- _Data for this exercise_
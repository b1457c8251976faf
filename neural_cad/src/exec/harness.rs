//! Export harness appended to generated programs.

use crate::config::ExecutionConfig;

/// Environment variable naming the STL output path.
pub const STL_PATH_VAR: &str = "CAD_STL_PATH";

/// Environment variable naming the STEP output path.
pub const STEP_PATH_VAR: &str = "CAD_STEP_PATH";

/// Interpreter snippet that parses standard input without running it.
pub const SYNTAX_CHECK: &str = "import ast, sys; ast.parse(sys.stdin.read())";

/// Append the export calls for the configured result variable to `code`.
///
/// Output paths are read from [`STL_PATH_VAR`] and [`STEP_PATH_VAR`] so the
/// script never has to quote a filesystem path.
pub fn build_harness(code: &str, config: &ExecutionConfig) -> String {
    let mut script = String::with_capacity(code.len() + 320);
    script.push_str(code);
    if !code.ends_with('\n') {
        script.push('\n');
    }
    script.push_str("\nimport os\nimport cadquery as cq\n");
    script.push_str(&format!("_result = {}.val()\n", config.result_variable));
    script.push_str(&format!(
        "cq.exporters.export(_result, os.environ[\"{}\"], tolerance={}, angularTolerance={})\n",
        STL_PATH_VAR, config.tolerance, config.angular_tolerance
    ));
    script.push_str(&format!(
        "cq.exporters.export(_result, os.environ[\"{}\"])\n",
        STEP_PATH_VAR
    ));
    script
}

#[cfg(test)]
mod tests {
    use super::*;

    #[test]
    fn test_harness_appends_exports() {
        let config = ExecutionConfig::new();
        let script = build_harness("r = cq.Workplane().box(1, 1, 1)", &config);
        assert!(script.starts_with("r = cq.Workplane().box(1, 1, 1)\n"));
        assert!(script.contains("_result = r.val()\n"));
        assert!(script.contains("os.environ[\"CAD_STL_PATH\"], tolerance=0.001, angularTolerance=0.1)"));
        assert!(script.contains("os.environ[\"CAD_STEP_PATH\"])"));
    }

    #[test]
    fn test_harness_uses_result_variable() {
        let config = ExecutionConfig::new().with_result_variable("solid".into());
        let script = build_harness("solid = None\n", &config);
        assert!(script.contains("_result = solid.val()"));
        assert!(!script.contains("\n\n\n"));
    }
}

* * *

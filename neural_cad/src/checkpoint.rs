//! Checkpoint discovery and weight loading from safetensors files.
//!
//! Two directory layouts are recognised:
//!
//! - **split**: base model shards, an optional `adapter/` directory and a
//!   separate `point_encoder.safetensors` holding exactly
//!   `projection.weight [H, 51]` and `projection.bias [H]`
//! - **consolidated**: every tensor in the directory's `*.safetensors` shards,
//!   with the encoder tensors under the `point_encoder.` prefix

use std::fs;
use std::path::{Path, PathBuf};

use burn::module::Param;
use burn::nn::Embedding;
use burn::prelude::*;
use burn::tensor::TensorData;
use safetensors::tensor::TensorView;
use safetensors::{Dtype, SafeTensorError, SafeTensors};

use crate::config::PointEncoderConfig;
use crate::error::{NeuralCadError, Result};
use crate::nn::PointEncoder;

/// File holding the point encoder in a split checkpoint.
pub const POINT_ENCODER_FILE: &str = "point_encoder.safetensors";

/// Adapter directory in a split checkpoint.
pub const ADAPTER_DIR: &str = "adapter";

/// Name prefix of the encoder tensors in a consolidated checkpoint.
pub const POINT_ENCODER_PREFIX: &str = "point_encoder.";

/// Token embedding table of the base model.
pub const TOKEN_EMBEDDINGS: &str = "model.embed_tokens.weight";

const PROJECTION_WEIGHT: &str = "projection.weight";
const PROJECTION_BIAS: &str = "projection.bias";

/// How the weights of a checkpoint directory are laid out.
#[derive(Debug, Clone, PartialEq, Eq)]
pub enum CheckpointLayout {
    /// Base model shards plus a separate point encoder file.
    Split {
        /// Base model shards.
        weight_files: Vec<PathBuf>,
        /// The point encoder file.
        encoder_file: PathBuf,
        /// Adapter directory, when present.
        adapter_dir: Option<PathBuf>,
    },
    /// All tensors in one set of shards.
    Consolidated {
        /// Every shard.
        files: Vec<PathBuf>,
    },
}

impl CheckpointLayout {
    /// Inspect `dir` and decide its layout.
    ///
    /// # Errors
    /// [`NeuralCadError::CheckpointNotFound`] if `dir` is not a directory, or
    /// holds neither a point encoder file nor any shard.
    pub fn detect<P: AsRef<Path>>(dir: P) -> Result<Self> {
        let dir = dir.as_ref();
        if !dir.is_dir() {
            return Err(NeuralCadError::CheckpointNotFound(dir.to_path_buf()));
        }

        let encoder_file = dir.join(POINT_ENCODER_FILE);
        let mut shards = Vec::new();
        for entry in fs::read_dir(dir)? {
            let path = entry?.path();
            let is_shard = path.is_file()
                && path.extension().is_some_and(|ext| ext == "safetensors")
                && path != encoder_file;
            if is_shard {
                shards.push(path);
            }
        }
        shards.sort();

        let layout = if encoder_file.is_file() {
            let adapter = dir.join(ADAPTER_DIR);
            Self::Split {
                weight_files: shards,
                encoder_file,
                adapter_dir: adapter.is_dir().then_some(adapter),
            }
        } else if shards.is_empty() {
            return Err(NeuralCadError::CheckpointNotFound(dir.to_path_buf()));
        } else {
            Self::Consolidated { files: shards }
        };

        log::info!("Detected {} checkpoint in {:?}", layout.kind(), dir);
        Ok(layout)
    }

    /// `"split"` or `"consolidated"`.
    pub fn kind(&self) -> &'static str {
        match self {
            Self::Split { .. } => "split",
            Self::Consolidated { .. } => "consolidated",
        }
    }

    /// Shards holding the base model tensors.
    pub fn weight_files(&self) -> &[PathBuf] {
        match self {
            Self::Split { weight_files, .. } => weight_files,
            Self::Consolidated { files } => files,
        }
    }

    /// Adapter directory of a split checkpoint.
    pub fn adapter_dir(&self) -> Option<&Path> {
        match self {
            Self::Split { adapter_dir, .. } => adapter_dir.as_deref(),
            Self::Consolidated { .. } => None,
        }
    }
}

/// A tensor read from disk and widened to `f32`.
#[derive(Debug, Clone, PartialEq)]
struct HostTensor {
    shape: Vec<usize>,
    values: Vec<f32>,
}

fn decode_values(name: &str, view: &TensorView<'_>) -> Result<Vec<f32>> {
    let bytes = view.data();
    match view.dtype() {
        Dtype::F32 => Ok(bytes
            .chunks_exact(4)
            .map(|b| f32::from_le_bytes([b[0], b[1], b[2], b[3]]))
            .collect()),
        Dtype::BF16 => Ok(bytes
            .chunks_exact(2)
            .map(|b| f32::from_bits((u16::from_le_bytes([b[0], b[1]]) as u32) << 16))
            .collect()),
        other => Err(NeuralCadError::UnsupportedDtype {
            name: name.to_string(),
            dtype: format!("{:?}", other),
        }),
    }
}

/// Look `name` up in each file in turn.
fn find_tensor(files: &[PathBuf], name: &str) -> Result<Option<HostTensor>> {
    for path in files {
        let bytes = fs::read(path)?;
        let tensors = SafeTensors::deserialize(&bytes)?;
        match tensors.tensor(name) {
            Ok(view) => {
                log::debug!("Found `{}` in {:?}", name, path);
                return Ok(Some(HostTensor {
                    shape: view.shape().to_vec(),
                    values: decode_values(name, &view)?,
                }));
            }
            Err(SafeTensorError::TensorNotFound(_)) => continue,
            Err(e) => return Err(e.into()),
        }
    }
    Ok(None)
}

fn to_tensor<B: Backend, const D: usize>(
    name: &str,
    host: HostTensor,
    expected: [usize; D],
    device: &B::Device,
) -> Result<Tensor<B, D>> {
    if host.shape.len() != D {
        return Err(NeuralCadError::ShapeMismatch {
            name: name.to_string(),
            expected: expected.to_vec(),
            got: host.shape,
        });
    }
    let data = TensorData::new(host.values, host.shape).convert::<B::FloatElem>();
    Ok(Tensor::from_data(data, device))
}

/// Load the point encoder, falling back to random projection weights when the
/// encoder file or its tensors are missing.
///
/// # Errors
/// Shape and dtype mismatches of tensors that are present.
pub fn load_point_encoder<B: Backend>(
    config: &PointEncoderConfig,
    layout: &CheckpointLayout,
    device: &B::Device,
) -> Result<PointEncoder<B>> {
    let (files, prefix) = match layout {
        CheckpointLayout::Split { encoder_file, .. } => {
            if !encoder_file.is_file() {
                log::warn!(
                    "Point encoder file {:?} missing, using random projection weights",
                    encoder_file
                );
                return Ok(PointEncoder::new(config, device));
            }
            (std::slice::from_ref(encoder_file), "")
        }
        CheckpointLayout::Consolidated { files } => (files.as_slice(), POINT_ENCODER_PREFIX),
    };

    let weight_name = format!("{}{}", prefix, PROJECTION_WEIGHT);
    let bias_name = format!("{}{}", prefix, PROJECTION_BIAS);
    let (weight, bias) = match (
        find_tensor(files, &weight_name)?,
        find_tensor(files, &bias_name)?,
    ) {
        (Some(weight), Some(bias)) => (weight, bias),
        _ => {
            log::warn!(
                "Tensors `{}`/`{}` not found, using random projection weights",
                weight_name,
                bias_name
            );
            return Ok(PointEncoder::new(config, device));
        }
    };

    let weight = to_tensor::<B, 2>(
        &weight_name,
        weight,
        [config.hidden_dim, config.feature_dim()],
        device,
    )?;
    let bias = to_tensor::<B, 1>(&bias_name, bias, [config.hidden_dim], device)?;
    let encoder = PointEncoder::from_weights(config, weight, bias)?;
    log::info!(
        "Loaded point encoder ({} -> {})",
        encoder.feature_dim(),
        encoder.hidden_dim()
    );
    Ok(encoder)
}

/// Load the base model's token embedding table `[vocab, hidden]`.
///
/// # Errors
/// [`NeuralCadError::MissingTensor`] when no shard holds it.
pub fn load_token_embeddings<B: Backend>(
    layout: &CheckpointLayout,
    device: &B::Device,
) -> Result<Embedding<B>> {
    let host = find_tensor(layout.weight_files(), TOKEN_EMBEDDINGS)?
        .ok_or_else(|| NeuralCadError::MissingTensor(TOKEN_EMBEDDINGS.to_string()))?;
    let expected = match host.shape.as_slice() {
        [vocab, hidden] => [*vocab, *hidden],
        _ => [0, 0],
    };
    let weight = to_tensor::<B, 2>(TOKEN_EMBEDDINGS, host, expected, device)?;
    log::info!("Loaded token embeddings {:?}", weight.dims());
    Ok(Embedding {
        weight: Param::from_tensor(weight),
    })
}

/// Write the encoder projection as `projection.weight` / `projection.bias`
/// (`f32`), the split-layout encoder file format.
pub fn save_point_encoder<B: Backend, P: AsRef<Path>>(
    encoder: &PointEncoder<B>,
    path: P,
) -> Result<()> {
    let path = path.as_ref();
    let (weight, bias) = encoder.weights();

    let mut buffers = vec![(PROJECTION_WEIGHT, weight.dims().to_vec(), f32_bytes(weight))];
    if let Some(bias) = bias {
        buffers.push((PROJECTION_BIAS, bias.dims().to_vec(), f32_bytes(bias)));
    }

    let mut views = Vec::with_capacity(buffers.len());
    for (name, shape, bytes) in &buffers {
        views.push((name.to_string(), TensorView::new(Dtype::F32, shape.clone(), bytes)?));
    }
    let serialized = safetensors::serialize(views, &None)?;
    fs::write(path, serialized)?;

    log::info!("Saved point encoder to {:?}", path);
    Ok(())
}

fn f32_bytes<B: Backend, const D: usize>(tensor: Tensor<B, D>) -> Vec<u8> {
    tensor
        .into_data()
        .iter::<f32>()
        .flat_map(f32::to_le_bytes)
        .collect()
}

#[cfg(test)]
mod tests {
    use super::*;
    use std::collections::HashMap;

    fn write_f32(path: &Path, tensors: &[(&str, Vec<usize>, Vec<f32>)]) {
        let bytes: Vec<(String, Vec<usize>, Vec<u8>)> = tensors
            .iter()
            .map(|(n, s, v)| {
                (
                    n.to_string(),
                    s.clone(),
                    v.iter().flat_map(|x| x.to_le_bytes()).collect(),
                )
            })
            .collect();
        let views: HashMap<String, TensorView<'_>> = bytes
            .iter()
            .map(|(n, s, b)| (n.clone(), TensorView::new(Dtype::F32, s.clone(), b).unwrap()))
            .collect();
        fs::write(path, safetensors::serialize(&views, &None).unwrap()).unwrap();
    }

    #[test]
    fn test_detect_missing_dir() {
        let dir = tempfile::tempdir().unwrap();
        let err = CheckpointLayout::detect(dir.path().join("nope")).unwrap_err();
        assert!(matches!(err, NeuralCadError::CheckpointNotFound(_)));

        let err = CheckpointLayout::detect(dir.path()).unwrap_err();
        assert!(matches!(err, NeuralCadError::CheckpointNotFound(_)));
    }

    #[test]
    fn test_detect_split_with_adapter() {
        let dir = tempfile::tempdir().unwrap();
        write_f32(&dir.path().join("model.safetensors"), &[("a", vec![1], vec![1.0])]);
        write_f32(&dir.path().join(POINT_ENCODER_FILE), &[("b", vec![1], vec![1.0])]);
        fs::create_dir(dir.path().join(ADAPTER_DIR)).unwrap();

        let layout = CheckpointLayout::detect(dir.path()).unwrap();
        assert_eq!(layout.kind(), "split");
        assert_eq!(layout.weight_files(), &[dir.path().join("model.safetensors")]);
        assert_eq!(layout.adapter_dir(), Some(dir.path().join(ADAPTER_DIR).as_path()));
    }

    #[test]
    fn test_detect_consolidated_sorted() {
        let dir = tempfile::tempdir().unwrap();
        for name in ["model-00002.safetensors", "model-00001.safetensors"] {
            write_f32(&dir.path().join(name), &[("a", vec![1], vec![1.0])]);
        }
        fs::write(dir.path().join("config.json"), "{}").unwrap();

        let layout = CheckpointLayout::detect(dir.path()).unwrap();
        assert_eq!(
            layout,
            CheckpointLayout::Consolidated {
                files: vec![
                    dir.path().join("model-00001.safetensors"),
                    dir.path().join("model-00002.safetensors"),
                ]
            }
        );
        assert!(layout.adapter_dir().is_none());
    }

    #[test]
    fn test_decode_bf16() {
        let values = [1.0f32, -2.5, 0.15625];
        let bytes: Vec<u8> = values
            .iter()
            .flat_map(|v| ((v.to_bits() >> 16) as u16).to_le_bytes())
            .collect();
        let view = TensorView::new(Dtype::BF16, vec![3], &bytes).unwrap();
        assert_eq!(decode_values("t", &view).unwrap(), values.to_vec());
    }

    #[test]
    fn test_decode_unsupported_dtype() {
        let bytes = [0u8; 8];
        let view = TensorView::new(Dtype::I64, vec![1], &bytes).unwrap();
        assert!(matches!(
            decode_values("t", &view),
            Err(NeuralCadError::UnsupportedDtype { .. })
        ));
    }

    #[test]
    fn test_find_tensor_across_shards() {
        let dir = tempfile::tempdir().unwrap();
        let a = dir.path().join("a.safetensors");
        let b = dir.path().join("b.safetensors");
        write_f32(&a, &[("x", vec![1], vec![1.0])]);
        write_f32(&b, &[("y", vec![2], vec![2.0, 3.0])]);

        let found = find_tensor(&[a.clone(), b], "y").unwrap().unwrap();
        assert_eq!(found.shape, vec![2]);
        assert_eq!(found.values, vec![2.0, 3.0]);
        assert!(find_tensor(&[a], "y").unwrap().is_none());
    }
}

...

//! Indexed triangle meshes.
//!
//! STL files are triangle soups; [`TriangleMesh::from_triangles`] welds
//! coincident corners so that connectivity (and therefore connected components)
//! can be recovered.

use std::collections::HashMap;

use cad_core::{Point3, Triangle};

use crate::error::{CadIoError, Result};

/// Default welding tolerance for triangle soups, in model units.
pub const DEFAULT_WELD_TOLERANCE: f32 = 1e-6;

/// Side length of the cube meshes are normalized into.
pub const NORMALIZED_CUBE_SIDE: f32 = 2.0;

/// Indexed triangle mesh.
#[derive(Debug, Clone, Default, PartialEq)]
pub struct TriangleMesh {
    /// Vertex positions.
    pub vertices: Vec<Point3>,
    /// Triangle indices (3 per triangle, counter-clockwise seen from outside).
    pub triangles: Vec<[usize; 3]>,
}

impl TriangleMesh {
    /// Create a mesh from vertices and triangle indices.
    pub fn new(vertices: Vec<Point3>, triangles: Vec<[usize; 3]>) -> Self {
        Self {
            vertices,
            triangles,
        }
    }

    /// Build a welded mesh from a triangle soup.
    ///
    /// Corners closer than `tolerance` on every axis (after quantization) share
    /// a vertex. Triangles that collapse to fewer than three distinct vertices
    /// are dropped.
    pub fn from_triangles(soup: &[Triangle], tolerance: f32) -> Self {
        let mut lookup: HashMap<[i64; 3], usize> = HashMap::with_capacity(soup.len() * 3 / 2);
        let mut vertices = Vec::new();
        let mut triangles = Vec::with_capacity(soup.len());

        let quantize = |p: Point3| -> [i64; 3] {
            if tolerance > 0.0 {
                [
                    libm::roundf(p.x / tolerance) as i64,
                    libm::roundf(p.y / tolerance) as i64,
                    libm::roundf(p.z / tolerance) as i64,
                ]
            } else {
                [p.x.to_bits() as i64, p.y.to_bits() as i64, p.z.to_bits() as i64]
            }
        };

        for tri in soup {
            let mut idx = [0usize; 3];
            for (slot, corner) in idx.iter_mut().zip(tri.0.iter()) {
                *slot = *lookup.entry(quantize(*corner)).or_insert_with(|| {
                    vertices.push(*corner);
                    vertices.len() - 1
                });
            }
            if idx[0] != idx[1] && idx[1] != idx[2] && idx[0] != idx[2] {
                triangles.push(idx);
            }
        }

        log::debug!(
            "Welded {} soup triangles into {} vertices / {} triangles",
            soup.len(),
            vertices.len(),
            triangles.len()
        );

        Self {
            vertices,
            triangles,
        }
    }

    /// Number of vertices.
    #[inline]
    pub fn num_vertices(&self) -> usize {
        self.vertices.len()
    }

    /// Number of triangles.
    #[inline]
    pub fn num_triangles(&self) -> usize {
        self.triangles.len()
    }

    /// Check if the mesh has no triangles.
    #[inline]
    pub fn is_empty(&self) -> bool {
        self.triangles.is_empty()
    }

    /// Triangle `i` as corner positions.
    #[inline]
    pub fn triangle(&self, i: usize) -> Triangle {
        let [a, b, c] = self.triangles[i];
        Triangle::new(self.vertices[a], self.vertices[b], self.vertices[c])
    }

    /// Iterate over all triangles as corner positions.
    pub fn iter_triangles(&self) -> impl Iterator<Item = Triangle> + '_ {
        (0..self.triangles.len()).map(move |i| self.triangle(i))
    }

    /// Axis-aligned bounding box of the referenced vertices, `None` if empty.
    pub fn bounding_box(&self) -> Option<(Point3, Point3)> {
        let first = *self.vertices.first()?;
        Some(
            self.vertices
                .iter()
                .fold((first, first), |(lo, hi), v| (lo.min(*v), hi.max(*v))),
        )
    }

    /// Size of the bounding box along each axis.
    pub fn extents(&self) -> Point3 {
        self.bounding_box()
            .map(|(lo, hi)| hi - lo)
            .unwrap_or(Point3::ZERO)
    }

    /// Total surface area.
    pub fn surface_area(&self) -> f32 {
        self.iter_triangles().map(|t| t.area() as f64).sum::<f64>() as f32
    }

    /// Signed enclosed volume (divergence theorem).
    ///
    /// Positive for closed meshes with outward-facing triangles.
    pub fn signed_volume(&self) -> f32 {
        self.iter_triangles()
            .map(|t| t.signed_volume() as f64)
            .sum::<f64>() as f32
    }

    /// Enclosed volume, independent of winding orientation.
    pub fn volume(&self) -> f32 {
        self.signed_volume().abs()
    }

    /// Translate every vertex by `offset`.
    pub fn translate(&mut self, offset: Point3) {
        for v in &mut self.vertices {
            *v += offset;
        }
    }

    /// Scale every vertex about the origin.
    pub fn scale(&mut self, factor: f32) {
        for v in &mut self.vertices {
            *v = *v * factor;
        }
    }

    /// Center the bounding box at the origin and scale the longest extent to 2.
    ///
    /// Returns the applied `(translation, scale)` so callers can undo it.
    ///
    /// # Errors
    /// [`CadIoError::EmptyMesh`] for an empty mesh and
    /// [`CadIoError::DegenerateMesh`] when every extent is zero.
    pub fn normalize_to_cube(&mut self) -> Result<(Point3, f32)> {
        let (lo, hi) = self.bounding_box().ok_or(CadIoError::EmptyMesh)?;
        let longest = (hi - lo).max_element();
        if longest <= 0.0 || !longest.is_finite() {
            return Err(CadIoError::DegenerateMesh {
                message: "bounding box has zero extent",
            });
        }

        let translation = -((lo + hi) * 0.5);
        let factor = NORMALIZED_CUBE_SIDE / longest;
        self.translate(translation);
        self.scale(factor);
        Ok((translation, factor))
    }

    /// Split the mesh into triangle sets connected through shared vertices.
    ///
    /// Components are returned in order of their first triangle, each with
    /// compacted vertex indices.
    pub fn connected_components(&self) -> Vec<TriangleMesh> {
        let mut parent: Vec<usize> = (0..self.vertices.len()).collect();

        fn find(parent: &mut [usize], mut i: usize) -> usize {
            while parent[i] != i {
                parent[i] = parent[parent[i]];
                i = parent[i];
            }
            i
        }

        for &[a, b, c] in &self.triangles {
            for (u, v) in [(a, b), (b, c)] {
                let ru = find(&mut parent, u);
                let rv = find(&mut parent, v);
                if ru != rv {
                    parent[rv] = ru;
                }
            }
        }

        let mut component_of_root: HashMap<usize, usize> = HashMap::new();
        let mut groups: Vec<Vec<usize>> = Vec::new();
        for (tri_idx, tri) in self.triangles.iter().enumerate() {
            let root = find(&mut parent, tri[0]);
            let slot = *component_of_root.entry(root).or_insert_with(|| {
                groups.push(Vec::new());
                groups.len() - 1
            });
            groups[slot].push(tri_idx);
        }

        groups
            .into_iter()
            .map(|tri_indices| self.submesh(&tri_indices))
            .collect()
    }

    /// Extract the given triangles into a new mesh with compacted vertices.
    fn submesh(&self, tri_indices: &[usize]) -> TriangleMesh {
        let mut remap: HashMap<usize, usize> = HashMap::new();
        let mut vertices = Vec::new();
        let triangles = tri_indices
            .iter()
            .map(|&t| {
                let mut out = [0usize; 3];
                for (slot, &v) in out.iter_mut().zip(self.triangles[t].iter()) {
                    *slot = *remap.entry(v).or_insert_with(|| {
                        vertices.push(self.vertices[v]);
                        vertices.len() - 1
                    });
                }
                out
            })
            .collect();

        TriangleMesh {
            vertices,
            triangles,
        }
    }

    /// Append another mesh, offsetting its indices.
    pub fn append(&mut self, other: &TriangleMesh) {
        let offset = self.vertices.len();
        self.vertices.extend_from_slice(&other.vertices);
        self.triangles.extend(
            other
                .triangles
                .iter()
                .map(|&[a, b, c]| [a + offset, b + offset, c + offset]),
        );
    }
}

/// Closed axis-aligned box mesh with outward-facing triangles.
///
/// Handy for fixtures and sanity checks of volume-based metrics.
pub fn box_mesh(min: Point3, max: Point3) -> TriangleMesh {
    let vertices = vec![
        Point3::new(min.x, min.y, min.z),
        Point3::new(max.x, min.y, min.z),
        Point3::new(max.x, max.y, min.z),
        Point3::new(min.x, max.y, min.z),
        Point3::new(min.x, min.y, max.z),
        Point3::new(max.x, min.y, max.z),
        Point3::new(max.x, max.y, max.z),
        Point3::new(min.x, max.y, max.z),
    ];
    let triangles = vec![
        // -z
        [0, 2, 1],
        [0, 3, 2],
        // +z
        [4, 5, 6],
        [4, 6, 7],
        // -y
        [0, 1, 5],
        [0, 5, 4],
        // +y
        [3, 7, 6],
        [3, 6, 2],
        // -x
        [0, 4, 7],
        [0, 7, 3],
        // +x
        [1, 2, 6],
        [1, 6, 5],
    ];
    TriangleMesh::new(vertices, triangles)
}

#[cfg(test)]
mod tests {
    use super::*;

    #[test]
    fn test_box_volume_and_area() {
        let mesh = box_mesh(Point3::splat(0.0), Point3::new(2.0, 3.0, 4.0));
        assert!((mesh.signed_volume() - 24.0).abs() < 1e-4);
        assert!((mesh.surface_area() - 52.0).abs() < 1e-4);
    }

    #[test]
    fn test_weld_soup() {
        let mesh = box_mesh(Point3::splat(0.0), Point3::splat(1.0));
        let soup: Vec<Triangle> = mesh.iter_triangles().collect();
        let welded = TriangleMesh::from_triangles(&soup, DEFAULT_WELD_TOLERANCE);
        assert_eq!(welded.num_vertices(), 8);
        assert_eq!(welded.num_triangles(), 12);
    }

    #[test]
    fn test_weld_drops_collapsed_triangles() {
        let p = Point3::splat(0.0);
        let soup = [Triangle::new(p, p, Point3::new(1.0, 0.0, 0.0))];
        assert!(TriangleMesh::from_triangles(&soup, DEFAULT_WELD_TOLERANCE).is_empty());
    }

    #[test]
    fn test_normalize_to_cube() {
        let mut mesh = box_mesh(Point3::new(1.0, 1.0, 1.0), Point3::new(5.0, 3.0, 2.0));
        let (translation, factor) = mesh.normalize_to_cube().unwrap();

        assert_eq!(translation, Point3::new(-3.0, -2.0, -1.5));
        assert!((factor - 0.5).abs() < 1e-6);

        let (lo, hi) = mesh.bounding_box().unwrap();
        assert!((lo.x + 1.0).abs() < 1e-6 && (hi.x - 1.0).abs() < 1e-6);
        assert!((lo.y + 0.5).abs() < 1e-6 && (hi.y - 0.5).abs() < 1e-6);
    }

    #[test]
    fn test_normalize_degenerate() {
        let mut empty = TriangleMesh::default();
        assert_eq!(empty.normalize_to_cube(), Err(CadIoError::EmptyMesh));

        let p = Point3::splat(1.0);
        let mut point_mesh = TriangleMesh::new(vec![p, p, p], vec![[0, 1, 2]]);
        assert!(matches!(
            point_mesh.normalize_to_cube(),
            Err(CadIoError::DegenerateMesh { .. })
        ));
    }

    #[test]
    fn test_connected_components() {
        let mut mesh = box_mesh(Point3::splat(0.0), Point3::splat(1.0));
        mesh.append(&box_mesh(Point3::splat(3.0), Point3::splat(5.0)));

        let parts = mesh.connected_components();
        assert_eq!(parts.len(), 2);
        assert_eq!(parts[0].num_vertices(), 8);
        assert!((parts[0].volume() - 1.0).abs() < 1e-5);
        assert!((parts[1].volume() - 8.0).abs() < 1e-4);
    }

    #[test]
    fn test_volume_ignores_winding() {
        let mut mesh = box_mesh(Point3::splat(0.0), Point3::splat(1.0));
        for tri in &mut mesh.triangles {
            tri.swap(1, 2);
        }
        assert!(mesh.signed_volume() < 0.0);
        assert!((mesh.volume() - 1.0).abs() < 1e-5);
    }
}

- _About this exercise_
Determine the number of lines in the entries above where the string "outward" appears. Answer with the number alone.

- _Result_
2